Among the records that follow, count the lines where "contains" appears, and state the count by itself.
*** Begin section ***
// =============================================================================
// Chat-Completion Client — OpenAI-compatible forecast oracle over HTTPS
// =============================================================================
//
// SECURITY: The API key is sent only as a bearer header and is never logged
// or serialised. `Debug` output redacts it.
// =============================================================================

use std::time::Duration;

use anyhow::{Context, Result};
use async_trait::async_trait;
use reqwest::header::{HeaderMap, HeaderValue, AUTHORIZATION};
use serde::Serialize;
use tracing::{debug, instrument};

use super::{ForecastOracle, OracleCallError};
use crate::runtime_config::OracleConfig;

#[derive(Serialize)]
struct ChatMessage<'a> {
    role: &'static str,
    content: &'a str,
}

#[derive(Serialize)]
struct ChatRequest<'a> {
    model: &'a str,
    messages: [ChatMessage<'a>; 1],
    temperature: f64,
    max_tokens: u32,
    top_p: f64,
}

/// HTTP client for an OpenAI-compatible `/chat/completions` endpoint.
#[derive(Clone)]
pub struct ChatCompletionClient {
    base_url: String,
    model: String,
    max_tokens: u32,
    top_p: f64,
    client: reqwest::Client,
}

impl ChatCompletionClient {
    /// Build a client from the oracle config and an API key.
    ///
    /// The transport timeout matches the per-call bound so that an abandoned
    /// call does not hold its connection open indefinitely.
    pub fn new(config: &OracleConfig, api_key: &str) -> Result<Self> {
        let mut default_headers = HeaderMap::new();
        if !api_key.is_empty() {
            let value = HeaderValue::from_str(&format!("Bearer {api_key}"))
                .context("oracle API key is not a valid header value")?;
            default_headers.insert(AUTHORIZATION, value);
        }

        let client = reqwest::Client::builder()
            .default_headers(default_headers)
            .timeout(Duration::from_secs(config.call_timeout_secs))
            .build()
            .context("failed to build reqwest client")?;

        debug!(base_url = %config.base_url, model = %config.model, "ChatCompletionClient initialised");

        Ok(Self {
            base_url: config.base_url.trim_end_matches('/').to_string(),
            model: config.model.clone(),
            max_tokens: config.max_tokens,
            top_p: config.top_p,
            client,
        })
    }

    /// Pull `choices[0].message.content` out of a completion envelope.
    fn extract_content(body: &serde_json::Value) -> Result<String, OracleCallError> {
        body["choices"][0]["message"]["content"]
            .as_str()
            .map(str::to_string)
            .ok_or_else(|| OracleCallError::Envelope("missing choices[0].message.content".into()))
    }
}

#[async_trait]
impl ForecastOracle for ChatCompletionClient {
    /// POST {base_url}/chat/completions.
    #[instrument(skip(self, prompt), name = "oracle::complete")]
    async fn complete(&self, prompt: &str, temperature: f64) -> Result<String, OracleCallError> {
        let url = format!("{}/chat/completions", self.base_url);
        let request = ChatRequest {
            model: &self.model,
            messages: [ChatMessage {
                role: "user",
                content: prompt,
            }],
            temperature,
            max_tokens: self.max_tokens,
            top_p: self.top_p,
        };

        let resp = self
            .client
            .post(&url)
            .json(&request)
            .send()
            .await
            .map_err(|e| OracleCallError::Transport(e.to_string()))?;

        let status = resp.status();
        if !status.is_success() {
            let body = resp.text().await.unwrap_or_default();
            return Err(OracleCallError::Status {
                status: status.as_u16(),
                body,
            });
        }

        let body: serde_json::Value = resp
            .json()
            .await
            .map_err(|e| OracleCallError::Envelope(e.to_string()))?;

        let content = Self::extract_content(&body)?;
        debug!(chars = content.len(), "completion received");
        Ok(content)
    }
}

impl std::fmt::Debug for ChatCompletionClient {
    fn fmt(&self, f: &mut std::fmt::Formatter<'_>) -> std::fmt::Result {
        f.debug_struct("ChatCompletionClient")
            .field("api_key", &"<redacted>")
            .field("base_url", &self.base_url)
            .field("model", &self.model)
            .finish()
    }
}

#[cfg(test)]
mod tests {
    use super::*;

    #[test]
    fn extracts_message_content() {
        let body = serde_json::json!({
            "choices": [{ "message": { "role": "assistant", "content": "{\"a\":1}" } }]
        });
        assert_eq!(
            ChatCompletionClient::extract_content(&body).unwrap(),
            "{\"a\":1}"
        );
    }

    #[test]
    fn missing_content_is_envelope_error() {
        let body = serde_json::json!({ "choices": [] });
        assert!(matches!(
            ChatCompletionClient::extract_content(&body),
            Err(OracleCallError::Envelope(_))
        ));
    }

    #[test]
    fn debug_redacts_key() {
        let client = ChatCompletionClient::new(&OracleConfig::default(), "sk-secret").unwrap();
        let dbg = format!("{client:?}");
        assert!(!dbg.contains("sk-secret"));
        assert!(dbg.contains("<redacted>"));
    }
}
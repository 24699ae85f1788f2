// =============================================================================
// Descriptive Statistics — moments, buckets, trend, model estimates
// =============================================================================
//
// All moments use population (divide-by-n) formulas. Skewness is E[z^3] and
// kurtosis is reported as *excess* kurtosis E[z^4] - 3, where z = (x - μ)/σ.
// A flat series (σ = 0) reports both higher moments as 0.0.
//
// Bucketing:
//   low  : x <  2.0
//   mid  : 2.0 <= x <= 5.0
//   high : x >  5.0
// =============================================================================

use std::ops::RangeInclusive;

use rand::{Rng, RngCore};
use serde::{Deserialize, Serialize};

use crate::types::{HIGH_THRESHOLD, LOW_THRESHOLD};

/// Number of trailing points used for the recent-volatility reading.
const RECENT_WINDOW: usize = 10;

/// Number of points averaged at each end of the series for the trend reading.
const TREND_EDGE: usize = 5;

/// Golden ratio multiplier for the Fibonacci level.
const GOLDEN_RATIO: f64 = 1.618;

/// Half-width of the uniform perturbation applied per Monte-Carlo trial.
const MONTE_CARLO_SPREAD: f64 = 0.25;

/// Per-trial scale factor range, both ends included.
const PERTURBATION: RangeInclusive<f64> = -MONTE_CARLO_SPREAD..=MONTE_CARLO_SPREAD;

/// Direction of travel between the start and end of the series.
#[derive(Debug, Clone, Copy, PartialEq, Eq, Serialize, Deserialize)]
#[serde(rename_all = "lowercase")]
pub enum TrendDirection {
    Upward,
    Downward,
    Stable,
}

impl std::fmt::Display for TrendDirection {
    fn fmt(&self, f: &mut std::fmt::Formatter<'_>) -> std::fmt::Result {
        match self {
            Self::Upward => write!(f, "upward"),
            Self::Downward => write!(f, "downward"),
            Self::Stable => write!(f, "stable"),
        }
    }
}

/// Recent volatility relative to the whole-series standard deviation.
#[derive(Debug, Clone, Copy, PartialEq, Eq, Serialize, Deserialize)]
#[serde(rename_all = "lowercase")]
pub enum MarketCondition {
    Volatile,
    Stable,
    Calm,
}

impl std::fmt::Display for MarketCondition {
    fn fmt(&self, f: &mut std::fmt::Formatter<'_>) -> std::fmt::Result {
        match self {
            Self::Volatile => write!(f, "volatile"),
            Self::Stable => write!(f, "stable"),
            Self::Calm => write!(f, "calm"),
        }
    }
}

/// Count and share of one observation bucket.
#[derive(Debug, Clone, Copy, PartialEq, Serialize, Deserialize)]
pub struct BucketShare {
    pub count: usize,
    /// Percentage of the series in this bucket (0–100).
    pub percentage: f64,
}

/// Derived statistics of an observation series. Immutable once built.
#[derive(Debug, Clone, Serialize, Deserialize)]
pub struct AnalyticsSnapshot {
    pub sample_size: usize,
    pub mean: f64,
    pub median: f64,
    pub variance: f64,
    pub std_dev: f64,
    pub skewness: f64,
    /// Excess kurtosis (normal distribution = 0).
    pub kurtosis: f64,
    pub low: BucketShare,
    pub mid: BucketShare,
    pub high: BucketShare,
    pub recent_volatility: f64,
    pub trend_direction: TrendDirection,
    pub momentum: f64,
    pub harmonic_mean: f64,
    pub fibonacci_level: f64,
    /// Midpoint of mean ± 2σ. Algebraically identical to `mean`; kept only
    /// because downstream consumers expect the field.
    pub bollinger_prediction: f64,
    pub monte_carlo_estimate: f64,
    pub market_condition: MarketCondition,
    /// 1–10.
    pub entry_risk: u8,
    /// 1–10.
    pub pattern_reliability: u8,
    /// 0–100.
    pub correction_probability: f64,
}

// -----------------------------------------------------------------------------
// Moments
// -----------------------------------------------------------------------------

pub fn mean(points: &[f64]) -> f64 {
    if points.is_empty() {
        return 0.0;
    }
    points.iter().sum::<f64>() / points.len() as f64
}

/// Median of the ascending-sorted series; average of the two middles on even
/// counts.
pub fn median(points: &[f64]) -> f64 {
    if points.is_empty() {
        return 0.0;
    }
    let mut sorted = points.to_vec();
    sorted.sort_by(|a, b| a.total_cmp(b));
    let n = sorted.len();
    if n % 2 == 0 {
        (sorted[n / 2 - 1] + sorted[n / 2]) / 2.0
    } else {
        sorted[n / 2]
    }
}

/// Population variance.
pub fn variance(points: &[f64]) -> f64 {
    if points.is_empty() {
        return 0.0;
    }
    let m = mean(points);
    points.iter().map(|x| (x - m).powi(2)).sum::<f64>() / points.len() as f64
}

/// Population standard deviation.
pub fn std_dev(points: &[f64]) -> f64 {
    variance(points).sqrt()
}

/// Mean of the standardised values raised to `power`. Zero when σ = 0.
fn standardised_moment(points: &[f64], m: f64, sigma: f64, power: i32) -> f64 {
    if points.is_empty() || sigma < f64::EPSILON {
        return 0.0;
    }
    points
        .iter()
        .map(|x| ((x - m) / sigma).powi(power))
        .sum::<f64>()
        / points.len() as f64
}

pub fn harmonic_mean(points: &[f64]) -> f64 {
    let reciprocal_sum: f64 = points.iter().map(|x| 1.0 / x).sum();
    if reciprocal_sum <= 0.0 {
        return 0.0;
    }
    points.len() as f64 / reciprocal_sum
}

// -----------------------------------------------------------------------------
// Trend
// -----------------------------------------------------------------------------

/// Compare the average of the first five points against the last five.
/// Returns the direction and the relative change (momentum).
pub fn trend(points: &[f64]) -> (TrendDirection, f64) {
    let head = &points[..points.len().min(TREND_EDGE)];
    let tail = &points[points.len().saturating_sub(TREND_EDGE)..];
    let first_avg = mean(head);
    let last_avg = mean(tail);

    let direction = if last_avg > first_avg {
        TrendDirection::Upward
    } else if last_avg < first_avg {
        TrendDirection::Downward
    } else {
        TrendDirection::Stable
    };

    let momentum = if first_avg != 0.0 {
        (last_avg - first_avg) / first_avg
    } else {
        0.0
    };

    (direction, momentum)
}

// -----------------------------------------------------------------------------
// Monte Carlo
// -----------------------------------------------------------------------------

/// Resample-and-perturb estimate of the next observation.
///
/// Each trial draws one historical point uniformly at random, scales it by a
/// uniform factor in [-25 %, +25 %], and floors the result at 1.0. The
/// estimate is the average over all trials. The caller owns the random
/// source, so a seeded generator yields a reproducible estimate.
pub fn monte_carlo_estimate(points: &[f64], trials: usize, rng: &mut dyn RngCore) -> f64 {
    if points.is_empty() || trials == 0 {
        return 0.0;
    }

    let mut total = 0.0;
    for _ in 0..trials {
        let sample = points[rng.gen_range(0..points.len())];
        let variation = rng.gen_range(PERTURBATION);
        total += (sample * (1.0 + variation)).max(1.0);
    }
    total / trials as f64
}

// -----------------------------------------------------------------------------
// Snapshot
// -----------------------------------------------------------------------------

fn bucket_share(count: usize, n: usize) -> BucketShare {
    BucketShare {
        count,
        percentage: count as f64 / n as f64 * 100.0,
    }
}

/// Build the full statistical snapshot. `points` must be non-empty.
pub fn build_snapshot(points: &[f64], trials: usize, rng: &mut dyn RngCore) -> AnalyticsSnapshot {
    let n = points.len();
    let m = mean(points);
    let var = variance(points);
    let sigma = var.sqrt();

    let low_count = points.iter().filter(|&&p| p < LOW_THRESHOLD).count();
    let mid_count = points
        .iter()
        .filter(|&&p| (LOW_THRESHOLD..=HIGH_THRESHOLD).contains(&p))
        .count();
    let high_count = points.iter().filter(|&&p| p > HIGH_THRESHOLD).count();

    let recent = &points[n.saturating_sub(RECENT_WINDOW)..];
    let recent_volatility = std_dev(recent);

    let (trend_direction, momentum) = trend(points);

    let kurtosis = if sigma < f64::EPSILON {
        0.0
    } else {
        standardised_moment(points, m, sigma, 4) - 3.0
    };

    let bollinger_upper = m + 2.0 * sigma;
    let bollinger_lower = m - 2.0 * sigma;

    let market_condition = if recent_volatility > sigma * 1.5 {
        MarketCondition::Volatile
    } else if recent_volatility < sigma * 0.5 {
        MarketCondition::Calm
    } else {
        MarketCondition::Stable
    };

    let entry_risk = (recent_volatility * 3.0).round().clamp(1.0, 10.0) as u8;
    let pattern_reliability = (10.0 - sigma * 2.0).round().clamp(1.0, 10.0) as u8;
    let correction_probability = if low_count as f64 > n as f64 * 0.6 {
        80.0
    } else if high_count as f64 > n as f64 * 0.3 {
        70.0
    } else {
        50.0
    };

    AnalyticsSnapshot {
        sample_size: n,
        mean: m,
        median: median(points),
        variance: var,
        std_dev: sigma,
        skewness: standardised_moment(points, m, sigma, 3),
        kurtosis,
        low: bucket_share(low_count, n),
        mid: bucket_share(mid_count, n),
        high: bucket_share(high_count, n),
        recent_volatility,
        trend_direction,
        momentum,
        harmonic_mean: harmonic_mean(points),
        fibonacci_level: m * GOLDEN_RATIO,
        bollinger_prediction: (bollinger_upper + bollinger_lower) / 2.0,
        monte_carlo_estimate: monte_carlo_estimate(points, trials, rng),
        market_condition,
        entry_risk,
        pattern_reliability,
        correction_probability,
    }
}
*** End section ***
Result. 3